Despite surveillance programs for BE, the incidence of esophageal adenocarcinoma in the United States has risen by as much as six-fold annually over the past decade, noted the authors. The sequence of progression of BE starts with columnar epithelium that progresses to low-grade dysplasia, followed by progression to high-grade dysplasia, and finally carcinoma. The risk of progression to esophageal carcinoma is known to rise with increasing grade of dysplasia.

The researchers sought to identify demographic, clinical, endoscopic, and histologic features that predict malignant progression from non-dysplastic BE or low-grade dysplasia to high-grade dysplasia or esophageal adenocarcinoma in a prospective cohort of 318 patients with non-dysplastic BE and 301 with low-grade dysplasia. The patients were identified from the Mayo Clinic Esophageal Adenocarcinoma and Barrett’s Esophagus registry and were followed for an average of 5.3 years. Their mean age was 62.6 years and 85% were male.

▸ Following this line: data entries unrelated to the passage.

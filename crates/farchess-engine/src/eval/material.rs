//! Material balance evaluation.
//!
//! Counts [`RawType::material_value`] for every piece on the board and
//! returns the White-minus-Black balance, walking [`Board::all_pieces`]
//! rather than a fixed 64-square population count, since there is no fixed
//! board size to count bits over.

use farchess_core::{Board, Player, RawType};

fn signed_value(raw: RawType, player: Player) -> i32 {
    match player {
        Player::White => raw.material_value(),
        Player::Black => -raw.material_value(),
        Player::Neutral => 0,
    }
}

/// White-minus-Black material balance. Positive favors White, negative
/// favors Black. Neutral pieces never contribute — they belong to no side.
pub fn material_balance(board: &Board) -> i32 {
    board.all_pieces().map(|piece| {
        let (raw, player) = piece.piece_type.split();
        signed_value(raw, player)
    }).sum()
}

/// [`material_balance`] from the perspective of the side to move: positive
/// means the side to move is ahead. This is the convention a negamax search
/// wants directly at its stand-pat/leaf evaluation.
pub fn material_score(board: &Board) -> i32 {
    let balance = material_balance(board);
    match board.turn() {
        Player::White => balance,
        Player::Black => -balance,
        Player::Neutral => balance,
    }
}

#[cfg(test)]
mod tests {
    use super::*;
    use farchess_core::{Board, Coord, GameRules, PieceType};
    use std::collections::HashSet;

    #[test]
    fn starting_position_is_balanced() {
        let board = Board::starting_position();
        assert_eq!(material_balance(&board), 0);
        assert_eq!(material_score(&board), 0);
    }

    fn bare_kings_plus(extra: Vec<(Coord, PieceType)>, turn: Player) -> Board {
        let mut placement = vec![
            (Coord::new(5, 1), PieceType::build(RawType::King, Player::White)),
            (Coord::new(5, 8), PieceType::build(RawType::King, Player::Black)),
        ];
        placement.extend(extra);
        let mut rules = GameRules::standard_chess();
        rules.turn_order = vec![turn];
        Board::new(placement, HashSet::new(), rules)
    }

    #[test]
    fn missing_black_queen_favors_white() {
        let board = bare_kings_plus(
            vec![(Coord::new(4, 1), PieceType::build(RawType::Queen, Player::White))],
            Player::White,
        );
        assert_eq!(material_balance(&board), RawType::Queen.material_value());
        assert_eq!(material_score(&board), RawType::Queen.material_value());
    }

    #[test]
    fn score_flips_sign_for_black_to_move() {
        let board = bare_kings_plus(
            vec![(Coord::new(4, 1), PieceType::build(RawType::Queen, Player::White))],
            Player::Black,
        );
        assert_eq!(material_score(&board), -RawType::Queen.material_value());
    }

    #[test]
    fn neutral_pieces_never_contribute() {
        let board = bare_kings_plus(
            vec![(Coord::new(0, 0), PieceType::build(RawType::Rose, Player::Neutral))],
            Player::White,
        );
        assert_eq!(material_balance(&board), 0);
    }
}
//! JSON message shapes for the worker's line-delimited protocol.

use serde::{Deserialize, Serialize};

use farchess_core::{Coord, MoveDraft, RawType};

/// The `lf` payload's fields: a position (ICN placement plus the turn and
/// special-rights set ICN itself doesn't carry) and nothing else — rules
/// are fixed to standard chess at worker build time (see
/// [`crate::position`]).
#[derive(Debug, Clone, Deserialize, Serialize)]
pub struct LfPayload {
    pub placement: String,
    pub turn: String,
    #[serde(default)]
    pub special_rights: Vec<String>,
}

/// `{ lf: <payload> }` — the only inbound message shape the worker accepts.
#[derive(Debug, Clone, Deserialize)]
pub struct InMessage {
    pub lf: LfPayload,
}

/// The wire form of a [`MoveDraft`]: coordinates as `"x,y"` strings (the
/// same convention [`farchess_core::format_move`] uses) and promotion as a
/// FEN letter, so the payload stays readable without inventing a new
/// coordinate encoding.
#[derive(Debug, Clone, Serialize)]
pub struct MoveDraftWire {
    pub start: String,
    pub end: String,
    pub promotion: Option<char>,
}

impl From<MoveDraft> for MoveDraftWire {
    fn from(draft: MoveDraft) -> Self {
        MoveDraftWire {
            start: draft.start.to_string(),
            end: draft.end.to_string(),
            promotion: draft.promotion.map(RawType::fen_char),
        }
    }
}

impl MoveDraftWire {
    /// Parse back into a [`MoveDraft`] — exercised by tests to check the
    /// wire form actually round-trips.
    pub fn to_draft(&self) -> Option<MoveDraft> {
        let start: Coord = self.start.parse().ok()?;
        let end: Coord = self.end.parse().ok()?;
        let promotion = match self.promotion {
            Some(c) => Some(RawType::from_fen_char(c)?),
            None => None,
        };
        Some(MoveDraft { start, end, promotion })
    }
}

Of the 619 patients included overall, seven with non-dysplastic BE and 21 with low-grade dysplasia progressed to high-grade dysplasia or esophageal adenocarcinoma over that time. The incidence rate of high-grade dysplasia/esophageal adenocarcinoma was 0.97% per person-year of follow-up in the entire cohort, 0.59% person-years in patients with non-dysplastic BE, and 1.23% person-years in those with low-grade dysplasia.

On multivariate analysis, BE length (hazard ratio [HR] 1.16); presence of nodularity (HR 4.98), and presence of low-grade dysplasia (HR 2.57) were significant predictors of progression to high-grade dysplasia/esophageal adenocarcinoma.

“The current study is unique in that it was performed using data from a multicenter registry with a large sample size, thereby increasing the reliability of the results,” the authors wrote, adding that the results are consistent with that of a meta-analysis published in 2017 in Clinical Gastroenterology and Hepatology. In that meta-analysis, older age, male sex, smoking, longer BE segment, and low-grade dysplasia were associated with the risk of BE progression. The Mayo Clinic study, however, found that demographic and lifestyle factors did not influence the risk of progression to high-grade dysplasia/adenocarcinoma.

The authors observed that recommendations from gastrointestinal (GI) societies advise that BE with dysplasia of any grade should be reviewed by at least one pathologist with expertise in GI pathology. “In the current study, all BE diagnoses were made by expert GI pathologists. This increases the confidence of association between BE-low-grade dysplasia and higher risk of progression identified in the current study,” they noted.

“In conclusion, in this large well-defined cohort of non-dysplastic BE and BE-low-grade dysplasia subjects, for all of whom esophageal biopsies were reviewed by expert GI pathologists, risk of progression to high-grade dysplasia/esophageal adenocarcinoma increases ∼three-fold in patients with BE-low-grade dysplasia as opposed to non-dysplastic BE,” the authors wrote.

The researchers acknowledged that type II error may have been a possible limitation of the study, given that there were few progressors in each group.